Including three or more carboxyl group-containing polyester resins, a polyester curing agent and a bisphenol A glycidyl ether type epoxy resin,
The first carboxyl group-containing polyester resin having an acid value of 28 to 36 mgKOH / g, the second carboxyl group-containing polyester resin having an acid value of 15 to 21 mgKOH / g, and an acid value of 68 to 76 mgKOH / g A powder coating composition comprising a third carboxyl group-containing polyester resin. The method of claim 1, wherein the viscosity of the first carboxyl group-containing polyester resin is 800 to 1,000 Poise (165 ℃), and the weight average molecular weight is 6,000 to 12,000 g / mol,
The second carboxyl group-containing polyester resin has a viscosity of 60 to 85 Poise (200 ° C), a weight average molecular weight of 5,000 to 10,000 g / mol,
A powder coating composition wherein the third carboxyl group-containing polyester resin has a viscosity of 20 to 50 Poise (200 ° C) and a weight average molecular weight of 6,000 to 8,000 g / mol. According to claim 1, wherein the weight ratio of the first carboxyl group-containing polyester resin and the second carboxyl group-containing polyester resin is 1: 0.5 to 3.5, the first carboxyl group-containing polyester resin and the third carboxyl group-containing polyester resin The weight ratio of 1: 0.3 to 3.5 of the powder coating composition. The powder coating composition according to claim 1, wherein the epoxy equivalent of the polyester curing agent is 100 to 120 g/eq. The powder coating composition according to claim 1, wherein the epoxy equivalent of the bisphenol A glycidyl ether type epoxy resin is 700 to 900 g/eq. The powder coating composition according to claim 1, further comprising an extender pigment having a particle size of 10 to 25 μm.
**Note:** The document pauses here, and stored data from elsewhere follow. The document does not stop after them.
// CLI behavior through the built binary.
// Requires: assert_cmd, predicates crates in [dev-dependencies]

use std::fs;

use assert_cmd::Command;
use predicates::{prelude::PredicateBooleanExt, str::contains};

#[test]
fn cli_evaluates_expressions() {
    let mut cmd = Command::cargo_bin("lexparse").unwrap();
    cmd.arg("calc").arg("2 + 7 * 8");
    cmd.assert().success().stdout(contains("58"));
}

#[test]
fn cli_reports_parse_failures() {
    let mut cmd = Command::cargo_bin("lexparse").unwrap();
    cmd.arg("calc").arg("(2 + -x) * 8");
    cmd.assert()
        .failure()
        .stderr(contains("lexparse::parse").or(contains("help:")));
}

#[test]
fn cli_dumps_tokens() {
    let file = "tests/tokens_sample.txt";
    fs::write(file, "hello, \"world\"\n0xAF").unwrap();

    let mut cmd = Command::cargo_bin("lexparse").unwrap();
    cmd.arg("tokens").arg(file);
    cmd.assert().success().stdout(
        contains("NAME(\"hello\")")
            .and(contains("STRING(\"world\")"))
            .and(contains("NUMBER(175)"))
            .and(contains("EOF")),
    );

    let _ = fs::remove_file(file);
}

#[test]
fn cli_reports_miette_diagnostics_on_lex_error() {
    let bad_file = "tests/bad_tokens.txt";
    fs::write(bad_file, "a = 1;\nb = $;").unwrap();

    let mut cmd = Command::cargo_bin("lexparse").unwrap();
    cmd.arg("tokens").arg(bad_file);
    cmd.assert()
        .failure()
        .stderr(contains("lexparse::lex").and(contains("$")));

    let _ = fs::remove_file(bad_file);
}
According to claim 1, based on the total weight of the powder coating composition, the first carboxyl group-containing polyester resin 5 to 30% by weight, the second carboxyl group-containing polyester resin 5 to 40% by weight, the third carboxyl group-containing polyester A powder coating composition comprising 5 to 35% by weight of resin, 1 to 10% by weight of the polyester curing agent, and 1 to 10% by weight of the bisphenol A glycidyl ether type epoxy resin.